LAWRENCE — For Jude Kastens, who grew up on a farm in northwest Kansas, rainfall always was serious business. Although flooding wasn’t as big a problem in his hometown as in central and eastern Kansas, it was “always memorable” when heavy rain caused local streams to swell from their banks into surrounding river valleys.

“Being a farm kid in rural Rawlins County shaped my interests in geography, weather and the environment,” Kastens said. “I got my degrees in math at KU and eventually transitioned into applied geospatial work.”

Now, he works as a research professor at the Kansas Biological Survey & Center for Ecological Research at the University of Kansas, where he still watches for extreme rainfall in Kansas and beyond. Kastens, who directs the Kansas Applied Remote Sensing (KARS) program at the Biological Survey, recently oversaw launch of the Kansas Flood Mapping Dashboard, a cutting-edge digital tool for emergency managers across the state, as well as the public.

“The dashboard grew out of our flood modeling research,” Kastens said. “We started building it after the 2019 floods, and it’s been evolving ever since. It’s now a web-based system that automatically maps flood extent and depth in near real time. When a natural disaster strikes, the State Emergency Operations Center activates, and flooding is frequently in focus. This tool gives them a clear picture of where the water is and how deep it’s expected to be along most major Kansas waterways.”

The Kansas Flood Mapping Dashboard uses stream gauge data from the National Weather Service and the U.S. Geological Survey, among other sources, along with the terrain-based FLDPLN (“Floodplain”) model developed in Kastens’ 2008 dissertation to generate flood inundation maps. 

“We’ve automated the maps to update every two hours,” Kastens said. “Over the years, a big part of my research has focused on flooding. It started with mapping river valleys, which are historic floodplains – using hydrologic flow principles applied to terrain data. After realizing we could convert river stage readings to realistic flood inundation maps, we began to develop the Kansas flood mapping system.”

KARS works with Kansas state agencies like the Kansas Water Office and the Department of Agriculture to provide research that helps them better understand and manage land and water resources across the state.

“One of my biggest drives is to utilize science and research for the benefit of the state. Developing applications that get used makes me happy,” Kastens said.

Kastens also was part of a team to report new flood mapping research in a scholarly paper recently featured on the cover of the peer-reviewed journal Remote Sensing.

“The approach is called ‘FLDSensing,’” said the KU researcher. “It uses the FLDPLN model and floodwater boundary points extracted from satellite imagery to estimate floodwater extent and depth. If you know the location of a flood’s shoreline, that’s essentially a proxy gauge. This research demonstrates how edge-of-water coordinates from the field could be used for area-wide flood mapping in the absence of stream gauges.”

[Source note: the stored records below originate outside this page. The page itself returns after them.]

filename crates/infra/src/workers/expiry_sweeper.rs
use std::io;
use std::sync::atomic::{AtomicU64, Ordering};
use std::sync::{Arc, mpsc};
use std::thread;
use std::time::Duration;

use serde::{Deserialize, Serialize};
use tracing::{debug, info, instrument, warn};

use tilestock_inventory::ReleaseCause;

use crate::error::StockError;
use crate::services::{AlertEvaluator, ReleaseOutcome, ReservationManager, StockContext};

/// What one sweep did.
#[derive(Debug, Clone, Copy, Default, PartialEq, Eq, Serialize, Deserialize)]
pub struct SweepReport {
    /// Active holds found past their window.
    pub scanned: usize,
    pub expired: usize,
    /// Released or confirmed by someone else between the scan and the release.
    pub already_terminal: usize,
    pub failed: usize,
}

/// Running totals across sweeps, shared with the handle.
#[derive(Debug, Default)]
pub struct SweeperStats {
    runs: AtomicU64,
    expired: AtomicU64,
    failed: AtomicU64,
}

impl SweeperStats {
    pub fn runs(&self) -> u64 {
        self.runs.load(Ordering::Relaxed)
    }

    pub fn expired(&self) -> u64 {
        self.expired.load(Ordering::Relaxed)
    }

    pub fn failed(&self) -> u64 {
        self.failed.load(Ordering::Relaxed)
    }

    fn record(&self, report: &SweepReport) {
        self.runs.fetch_add(1, Ordering::Relaxed);
        self.expired
            .fetch_add(report.expired as u64, Ordering::Relaxed);
        self.failed.fetch_add(report.failed as u64, Ordering::Relaxed);
    }
}

/// Releases active reservations whose hold window has passed.
///
/// Goes through the same release path as a cart removal, so it is safe to run
/// concurrently with itself, with `sync_for_session` and with checkouts.
#[derive(Debug, Clone)]
pub struct ExpirySweeper {
    ctx: StockContext,
    reservations: ReservationManager,
    alerts: AlertEvaluator,
}

impl ExpirySweeper {
    pub fn new(ctx: StockContext, reservations: ReservationManager, alerts: AlertEvaluator) -> Self {
        Self {
            ctx,
            reservations,
            alerts,
        }
    }

    /// One pass. Individual release failures are logged and counted; only a
    /// failure to list expired holds fails the sweep.
    #[instrument(skip(self), err)]
    pub fn sweep_once(&self) -> Result<SweepReport, StockError> {
        let now = self.ctx.clock.now();
        let candidates = self.ctx.store.expired_active(now)?;
        let mut report = SweepReport {
            scanned: candidates.len(),
            ..SweepReport::default()
        };

        for reservation in candidates {
            match self.reservations.release(reservation.id, ReleaseCause::Expired) {
                Ok(ReleaseOutcome::Released(_)) => report.expired += 1,
                Ok(ReleaseOutcome::AlreadyTerminal(_)) => report.already_terminal += 1,
                Err(err) => {
                    report.failed += 1;
                    warn!(
                        reservation_id = %reservation.id,
                        error = %err,
                        "failed to expire reservation"
                    );
                }
            }
        }

        if let Err(err) = self.alerts.evaluate_batches() {
            warn!(error = %err, "batch expiry evaluation failed");
        }

        if report.expired > 0 || report.failed > 0 {
            info!(
                scanned = report.scanned,
                expired = report.expired,
                already_terminal = report.already_terminal,
                failed = report.failed,
                "expiry sweep finished"
            );
        } else {
            debug!(scanned = report.scanned, "expiry sweep found nothing to release");
        }
        Ok(report)
    }

    /// Run [`ExpirySweeper::sweep_once`] every `interval` on a named thread.
    pub fn spawn(self, interval: Duration) -> io::Result<SweeperHandle> {
        let (shutdown_tx, shutdown_rx) = mpsc::channel::<()>();
        let stats = Arc::new(SweeperStats::default());
        let worker_stats = stats.clone();

        let join = thread::Builder::new()
            .name("expiry-sweeper".to_string())
            .spawn(move || {
                loop {
                    match shutdown_rx.recv_timeout(interval) {
                        Err(mpsc::RecvTimeoutError::Timeout) => {}
                        Ok(()) | Err(mpsc::RecvTimeoutError::Disconnected) => break,
                    }
                    match self.sweep_once() {
                        Ok(report) => worker_stats.record(&report),
                        Err(err) => {
                            worker_stats.runs.fetch_add(1, Ordering::Relaxed);
                            warn!(error = %err, "expiry sweep failed");
                        }
                    }
                }
                debug!("expiry sweeper stopped");
            })?;

        Ok(SweeperHandle {
            shutdown: shutdown_tx,
            join: Some(join),
            stats,
        })
    }
}

/// Control handle for a spawned sweeper. Dropping it also stops the thread
/// (at its next wake-up) without waiting for it.
#[derive(Debug)]
pub struct SweeperHandle {
    shutdown: mpsc::Sender<()>,
    join: Option<thread::JoinHandle<()>>,
    stats: Arc<SweeperStats>,
}

impl SweeperHandle {
    pub fn stats(&self) -> &SweeperStats {
        &self.stats
    }

    /// Request shutdown and wait for the current sweep to finish.
    pub fn shutdown(mut self) {
        let _ = self.shutdown.send(());
        if let Some(join) = self.join.take() {
            if join.join().is_err() {
                warn!("expiry sweeper thread panicked");
            }
        }
    }
}
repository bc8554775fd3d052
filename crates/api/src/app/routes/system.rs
use axum::http::StatusCode;

pub async fn health() -> StatusCode {
    StatusCode::OK
}
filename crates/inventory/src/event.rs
use chrono::{DateTime, Utc};
use serde::{Deserialize, Serialize};

use tilestock_core::{AlertId, LocationId, ProductId, ReservationId};
use tilestock_events::Event;

use crate::alert::{AlertSeverity, AlertType, StockAlert};
use crate::record::{InventoryRecord, RecordKey, StockLevels};
use crate::reservation::{ReservationStatus, StockReservation};

/// Post-commit change notification.
#[derive(Debug, Clone, PartialEq, Eq, Serialize, Deserialize)]
#[serde(tag = "kind", rename_all = "snake_case")]
pub enum StockEvent {
    RecordChanged {
        product_id: ProductId,
        location_id: LocationId,
        levels: StockLevels,
        version: u64,
        occurred_at: DateTime<Utc>,
    },
    ReservationChanged {
        reservation_id: ReservationId,
        product_id: ProductId,
        location_id: LocationId,
        quantity: i64,
        status: ReservationStatus,
        occurred_at: DateTime<Utc>,
    },
    AlertRaised {
        alert_id: AlertId,
        product_id: ProductId,
        location_id: LocationId,
        alert_type: AlertType,
        severity: AlertSeverity,
        occurred_at: DateTime<Utc>,
    },
    AlertResolved {
        alert_id: AlertId,
        product_id: ProductId,
        location_id: LocationId,
        alert_type: AlertType,
        occurred_at: DateTime<Utc>,
    },
}

impl StockEvent {
    pub fn record_changed(record: &InventoryRecord) -> Self {
        StockEvent::RecordChanged {
            product_id: record.product_id(),
            location_id: record.location_id(),
            levels: record.levels(),
            version: tilestock_core::AggregateRoot::version(record),
            occurred_at: record.updated_at(),
        }
    }

    pub fn reservation_changed(reservation: &StockReservation, at: DateTime<Utc>) -> Self {
        StockEvent::ReservationChanged {
            reservation_id: reservation.id,
            product_id: reservation.product_id,
            location_id: reservation.location_id,
            quantity: reservation.quantity,
            status: reservation.status,
            occurred_at: at,
        }
    }

    pub fn alert_raised(alert: &StockAlert) -> Self {
        StockEvent::AlertRaised {
            alert_id: alert.id,
            product_id: alert.product_id,
            location_id: alert.location_id,
            alert_type: alert.alert_type,
            severity: alert.severity,
            occurred_at: alert.updated_at,
        }
    }

    pub fn alert_resolved(alert: &StockAlert) -> Self {
        StockEvent::AlertResolved {
            alert_id: alert.id,
            product_id: alert.product_id,
            location_id: alert.location_id,
            alert_type: alert.alert_type,
            occurred_at: alert.updated_at,
        }
    }

    /// The `(product, location)` stream this event belongs to.
    pub fn stream(&self) -> RecordKey {
        match self {
            StockEvent::RecordChanged {
                product_id,
                location_id,
                ..
            }
            | StockEvent::ReservationChanged {
                product_id,
                location_id,
                ..
            }
            | StockEvent::AlertRaised {
                product_id,
                location_id,
                ..
            }
            | StockEvent::AlertResolved {
                product_id,
                location_id,
                ..
            } => RecordKey::new(*product_id, *location_id),
        }
    }

    /// Record version for `RecordChanged`, 0 otherwise.
    pub fn sequence(&self) -> u64 {
        match self {
            StockEvent::RecordChanged { version, .. } => *version,
            _ => 0,
        }
    }
}

impl Event for StockEvent {
    fn event_type(&self) -> &'static str {
        match self {
            StockEvent::RecordChanged { .. } => "stock.record.changed",
            StockEvent::ReservationChanged { .. } => "stock.reservation.changed",
            StockEvent::AlertRaised { .. } => "stock.alert.raised",
            StockEvent::AlertResolved { .. } => "stock.alert.resolved",
        }
    }

    fn version(&self) -> u32 {
        1
    }

    fn occurred_at(&self) -> DateTime<Utc> {
        match self {
            StockEvent::RecordChanged { occurred_at, .. }
            | StockEvent::ReservationChanged { occurred_at, .. }
            | StockEvent::AlertRaised { occurred_at, .. }
            | StockEvent::AlertResolved { occurred_at, .. } => *occurred_at,
        }
    }
}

The lead author of the study is Jackson Edwards, whose master’s research at KU produced the work. Other co-authors include David Weiss and Xingong Li of KU; Francisco Gomez, Hamid Moradkhani and Sagy Cohen of the University of Alabama; and Son Kim Do and Venkataraman Lakshmi of the University of Virginia.

While Kastens headed work that led to the flood mapping dashboard, he stressed it was a “total” team effort.

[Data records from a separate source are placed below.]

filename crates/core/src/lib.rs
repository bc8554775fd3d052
//! `tilestock-core`: domain foundation building blocks.
//!
//! This crate contains **pure domain** primitives (no infrastructure concerns):
//! strongly-typed identifiers, the domain error model, and the optimistic
//! concurrency primitives shared by every stock aggregate.

pub mod aggregate;
pub mod error;
pub mod id;

pub use aggregate::{AggregateRoot, ExpectedVersion};
pub use error::{DomainError, DomainResult};
pub use id::{
    AlertId, BatchId, CartSessionId, LocationId, MovementId, OrderId, ProductId, ReservationId,
    UserId,
};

“A lot of people contributed to this project,” Kastens said. “My colleague Xingong Li, professor in the KU Department of Geography & Atmospheric Science, laid the groundwork for the real-time mapping, and we’ve had several researchers and graduate students involved over the years. KARS researcher and PhD student David Weiss is the lead architect of the current dashboard, which received praise from the Kansas Division of Emergency Management for its responsiveness and accuracy during severe spring flooding earlier this year.”

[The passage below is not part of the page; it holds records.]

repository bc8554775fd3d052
use tracing::{debug, warn};

use tilestock_core::{AlertId, BatchId, UserId};
use tilestock_inventory::{
    AlertReconciliation, InventoryRecord, RecordKey, StockAlert, StockBatch, StockEvent,
};

use super::{StockContext, chrono_duration};
use crate::error::StockError;

/// Turns record and batch state into persisted alerts.
///
/// Evaluation is pure ([`tilestock_inventory::evaluate`]) but runs inside the
/// store against the current record, so two concurrent evaluations cannot both
/// raise the same alert and a slow one cannot reinstate a cleared alert.
#[derive(Debug, Clone)]
pub struct AlertEvaluator {
    ctx: StockContext,
}

impl AlertEvaluator {
    pub fn new(ctx: StockContext) -> Self {
        Self { ctx }
    }

    /// Threshold alerts for the record as it is stored now, not as any one
    /// commit left it.
    pub fn evaluate_record(&self, key: RecordKey) -> Result<AlertReconciliation, StockError> {
        let outcome = self.ctx.store.reconcile_record_alerts(key)?;
        self.announce(&outcome);
        Ok(outcome)
    }

    /// `expiring` alerts for one batch (resolved once it is depleted).
    pub fn evaluate_batch(&self, batch_id: BatchId) -> Result<AlertReconciliation, StockError> {
        let window = chrono_duration(self.ctx.config.batch_expiry_window)?;
        let outcome =
            self.ctx
                .store
                .reconcile_batch_alerts(batch_id, self.ctx.clock.now(), window)?;
        self.announce(&outcome);
        Ok(outcome)
    }

    /// Re-check every batch that carries an expiry date.
    pub fn evaluate_batches(&self) -> Result<AlertReconciliation, StockError> {
        let mut total = AlertReconciliation::default();
        for batch in self.ctx.store.batches_with_expiry()? {
            let outcome = self.evaluate_batch(batch.id)?;
            total.raised.extend(outcome.raised);
            total.updated.extend(outcome.updated);
            total.resolved.extend(outcome.resolved);
        }
        Ok(total)
    }

    /// Post-commit hook: failures are logged, never returned.
    pub(crate) fn after_commit(&self, records: &[InventoryRecord], batches: &[StockBatch]) {
        for record in records {
            if let Err(err) = self.evaluate_record(record.key()) {
                warn!(record = %record.key(), error = %err, "alert evaluation failed");
            }
        }
        for batch in batches.iter().filter(|b| b.expiry_date.is_some()) {
            if let Err(err) = self.evaluate_batch(batch.id) {
                warn!(batch_id = %batch.id, error = %err, "batch alert evaluation failed");
            }
        }
    }

    pub fn active_alerts(&self) -> Result<Vec<StockAlert>, StockError> {
        Ok(self.ctx.store.active_alerts()?)
    }

    pub fn acknowledge(&self, id: AlertId, by: Option<UserId>) -> Result<StockAlert, StockError> {
        Ok(self.ctx.store.acknowledge_alert(id, by)?)
    }

    fn announce(&self, outcome: &AlertReconciliation) {
        if outcome.is_empty() {
            return;
        }
        debug!(
            raised = outcome.raised.len(),
            updated = outcome.updated.len(),
            resolved = outcome.resolved.len(),
            "alerts reconciled"
        );
        let events: Vec<StockEvent> = outcome
            .raised
            .iter()
            .map(StockEvent::alert_raised)
            .chain(outcome.resolved.iter().map(StockEvent::alert_resolved))
            .collect();
        self.ctx.notifier.notify(&events);
    }
}
#[test]
fn movement_history_is_newest_first() {
    let (svc, clock) = manual_service();
    let (p, l) = stocked(&svc, 5);
    for qty in [1, 2, 3] {
        clock.advance(ChronoDuration::seconds(1));
        svc.adjust_stock(p, l, qty, "restock", None).unwrap();
    }

    let history = svc.get_movement_history(p, Some(l), Some(3)).unwrap();
    let quantities: Vec<_> = history.iter().map(|m| m.quantity).collect();
    assert_eq!(quantities, vec![3, 2, 1]);
    assert!(matches!(
        svc.get_movement_history(p, Some(l), Some(0)),
        Err(StockError::Validation(_))
    ));
    assert_eq!(svc.get_movement_history(p, None, None).unwrap().len(), 4);
}

#[derive(Debug, Clone)]
enum Op {
    Adjust(i64),
    Reserve(i64),
    Confirm(usize),
    Release(usize),
    Count(i64),
}

fn op() -> impl Strategy<Value = Op> {
    prop_oneof![
        (-20i64..30).prop_map(Op::Adjust),
        (1i64..8).prop_map(Op::Reserve),
        (0usize..8).prop_map(Op::Confirm),
        (0usize..8).prop_map(Op::Release),
        (0i64..40).prop_map(Op::Count),
    ]
}

proptest! {
    #![proptest_config(ProptestConfig {
        cases: 64,
        ..ProptestConfig::default()
    })]

    /// Property: whatever mix of operations succeeds or fails, replaying the
    /// completed ledger reproduces on-hand, and active holds sum to reserved.
    #[test]
    fn ledger_replay_reproduces_on_hand(ops in prop::collection::vec(op(), 1..40)) {
        let (svc, _) = manual_service();
        let (p, l) = stocked(&svc, 10);
        let cart = session("prop");
        let mut held = Vec::new();

        for op in ops {
            match op {
                Op::Adjust(0) => {}
                Op::Adjust(delta) => {
                    let _ = svc.adjust_stock(p, l, delta, "prop", None);
                }
                Op::Reserve(qty) => {
                    if let Ok(id) = svc.reserve_for_cart(p, l, qty, cart.clone(), None) {
                        held.push(id);
                    }
                }
                Op::Confirm(i) => {
                    if let Some(id) = held.get(i) {
                        let _ = svc.confirm_reservation(*id);
                    }
                }
                Op::Release(i) => {
                    if let Some(id) = held.get(i) {
                        let _ = svc.release_cart_reservation(*id);
                    }
                }
                Op::Count(counted) => {
                    let _ = svc.record_count(p, l, counted, None, None);
                }
            }
        }

        let audit = svc.verify_ledger(p, l).unwrap();
        prop_assert!(audit.is_consistent(), "{audit:?}");

        let record = svc.record(p, l).unwrap();
        prop_assert!(record.quantity_reserved() >= 0);
        prop_assert!(record.quantity_available() >= 0);
        prop_assert_eq!(record.quantity_reserved(), active_reserved(&svc, &cart));
    }
}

Kastens said his group would continue making improvements to the dashboard, with next steps aimed at completing coverage for the western one-third of the state and incorporating roadway impacts. Support from Kansas NSF EPSCoR ARISE is helping with the latter effort.

“The goal is to make this resource as helpful as possible for the public and our emergency responders during a flood event,” he said.

 

 

Microplastics hit male arteries hard



UC Riverside-led mouse study finds link between microplastic exposure and atherosclerosis



University of California - Riverside





RIVERSIDE, Calif. -- A mouse study led by University of California, Riverside biomedical scientists suggests that everyday exposure to microplastics — tiny fragments shed from packaging, clothing, and countless plastic products — may accelerate the development of atherosclerosis, the artery-clogging process that leads to heart attacks and strokes. The harmful effects were seen only in male mice, offering new clues about how microplastics may affect cardiovascular health in humans.

“Our findings fit into a broader pattern seen in cardiovascular research, where males and females often respond differently,” said lead researcher Changcheng Zhou, a professor of biomedical sciences in the UCR School of Medicine. “Although the precise mechanism isn’t yet known, factors like sex chromosomes and hormones, particularly the protective effects of estrogen, may play a role.”

Microplastics are now found nearly everywhere: in food, water, the air, and even inside the human body. Recent human studies have detected microplastics in atherosclerotic plaques and linked higher levels to increased risk of cardiovascular disease. However, scientists didn’t understand whether or how microplastics directly contribute to artery damage.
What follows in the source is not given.